My aunt was funny. The ladies in her bridge club that came thru the visitation line at the funeral home kept repeating that. They said how much they loved her stories, and how funny she was. And she was, a great sense of humor, and truly one of the best story tellers I know. She actually was the one who set my parents up on a blind date. I remember sitting up late with her on one of our family trips and her telling me the story. It was hysterical, she was hysterical. That’s what I’ll miss, talking to her. You know regrets, well, mine is that we didn’t have more talks, especially in the past few years. See, my aunt and I had several things in common, I was named after her, we both were first children (if you aren’t a first child you won’t understand, but that opened up a whole world of issues and commonalities for us to talk about), and we were numbers people. She was very smart, quick to figure things out. She was also a really good listener, something I want to learn from. It was said at the funeral her daughters said she was one to let you make your own decisions and not judge or give I told you so’s. I’d never thought about it like that, but that’s true. As I got older and she had more family, it seemed like we didn’t see each other as much, and definitely didn’t have as many talks, but I do remember a Veteran’s Day just a few years ago, when I ended up at breakfast with my mom, my aunt, and my uncle after a school program our little kids were in. It was the best breakfast, I got them all to myself, to talk, to laugh, to enjoy.

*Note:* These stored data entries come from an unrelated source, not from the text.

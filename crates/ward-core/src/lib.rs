// SPDX-License-Identifier: PolyForm-Noncommercial-1.0.0
// Copyright (c) 2025 Sylvex. All rights reserved.

//! # ward-core
//!
//! Data model and permission resolution for ward, a per-scope hierarchical
//! permission store.
//!
//! This crate provides:
//!
//! - **Permission**: permission entries with negation, wildcards and expiry
//! - **Variables**: typed metadata attached to groups and users
//! - **Group / User**: the entities stored per scope
//! - **Tables**: group and user tables with change tracking
//! - **Holder**: the locked, shareable data of one scope
//! - **Global**: the scope-independent global group registry
//! - **Resolve**: cycle-safe effective permission resolution
//! - **Host**: traits for the embedding host and change notification
//!
//! ## Example
//!
//! ```
//! use ward_core::{GlobalGroups, PermissionEntry, ScopeData};
//!
//! let scope = ScopeData::new("world");
//! scope.create_group("Guest").unwrap();
//! scope.set_default_group("Guest").unwrap();
//! scope
//!     .update_group("Guest", |g| g.add_permission(PermissionEntry::parse("chat.*")))
//!     .unwrap();
//!
//! let global = GlobalGroups::new();
//! let effective = scope.resolve_permissions("Steve", &global, 0).unwrap();
//! assert!(effective.has("chat.say"));
//! ```

#![warn(missing_docs)]
#![warn(rustdoc::missing_crate_level_docs)]
#![deny(unsafe_code)]

// =============================================================================
// Model
// =============================================================================

pub mod error;
pub mod group;
pub mod permission;
pub mod user;
pub mod variables;

// =============================================================================
// Storage & Resolution
// =============================================================================

pub mod global;
pub mod holder;
pub mod resolve;
pub mod tables;

// =============================================================================
// Host Integration
// =============================================================================

pub mod host;

// =============================================================================
// Re-exports for convenience
// =============================================================================

pub use error::{CoreError, CoreResult, EntityKind};
pub use global::{GlobalGroups, GLOBAL_SCOPE};
pub use group::{Group, GroupRef, GLOBAL_PREFIX};
pub use holder::{PurgeOutcome, ScopeData, SharedGroups, SharedUsers, TableKind};
pub use host::{
    ClientInfo, ClientMatch, LoggingNotifier, NoOpNotifier, PermissionNotifier, ScopeHost,
    StaticHost,
};
pub use permission::{
    check_permission, has_permission, now_millis, split_timed, PermissionEntry, PermissionSet,
    TimedEntryError,
};
pub use resolve::{Diagnostic, EffectivePermissions, Resolver};
pub use tables::{GroupTable, SyncState, UserTable};
pub use user::{SubGroup, User};
pub use variables::{VariableStore, VariableValue};

/// Crate version
pub const VERSION: &str = env!("CARGO_PKG_VERSION");

/// Crate name
pub const NAME: &str = env!("CARGO_PKG_NAME");
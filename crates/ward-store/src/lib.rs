// SPDX-License-Identifier: PolyForm-Noncommercial-1.0.0
// Copyright (c) 2025 Sylvex. All rights reserved.

//! # ward-store
//!
//! YAML persistence for ward scopes.
//!
//! ## Features
//!
//! - **Typed document boundary**: raw YAML is resolved into scalar or list
//!   fields once; wrong shapes are errors, per-entry problems are warnings
//! - **Staged loads**: every load builds a fresh table that is swapped in
//!   only after it was fully decoded
//! - **Sync protocol**: changed tables are written, externally modified
//!   files are reloaded, and conflicting edits are refused
//! - **Atomic writes and backups**: documents are replaced by rename, and
//!   the previous file is copied to the backup folder first
//!
//! ## Example
//!
//! ```no_run
//! use ward_core::{GlobalGroups, ScopeData};
//! use ward_store::{SyncOutcome, YamlSource};
//!
//! let source = YamlSource::new("data/scopes", "data/backup", "data/GlobalGroups.yml");
//! let global = GlobalGroups::new();
//! source.init_global().unwrap();
//! source.reload_global(&global).unwrap();
//!
//! source.init_scope("world", false, false).unwrap();
//! let world = ScopeData::new("world");
//! source.reload_groups(&world, &global).unwrap();
//! source.reload_users(&world, &global).unwrap();
//!
//! world.create_user("steve").unwrap();
//! assert_eq!(source.sync_users(&world, &global, false).unwrap(), SyncOutcome::Saved);
//! ```

#![warn(missing_docs)]
#![deny(unsafe_code)]

// =============================================================================
// Modules
// =============================================================================

pub mod codec;
pub mod document;
pub mod error;
pub mod fs;
pub mod source;

// =============================================================================
// Re-exports
// =============================================================================

pub use error::{LoadReport, LoadWarning, StoreError, StoreResult};
pub use source::{SyncAction, SyncOutcome, YamlSource, GROUPS_FILE, USERS_FILE};

/// Crate version
pub const VERSION: &str = env!("CARGO_PKG_VERSION");

/// Crate name
pub const NAME: &str = env!("CARGO_PKG_NAME");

So what will I remember, and what do I want to mimic in my own life… her listening skills, her humor, and her love of family. I think each one of her brothers and sisters had a special bond with her. I think both me and my sister had a special bond with her. She had that ability.
1 comment:
Hang in there, AC! I have no doubt that you will definitely carry on her legacy...it sounds like you are already a lot like her! =)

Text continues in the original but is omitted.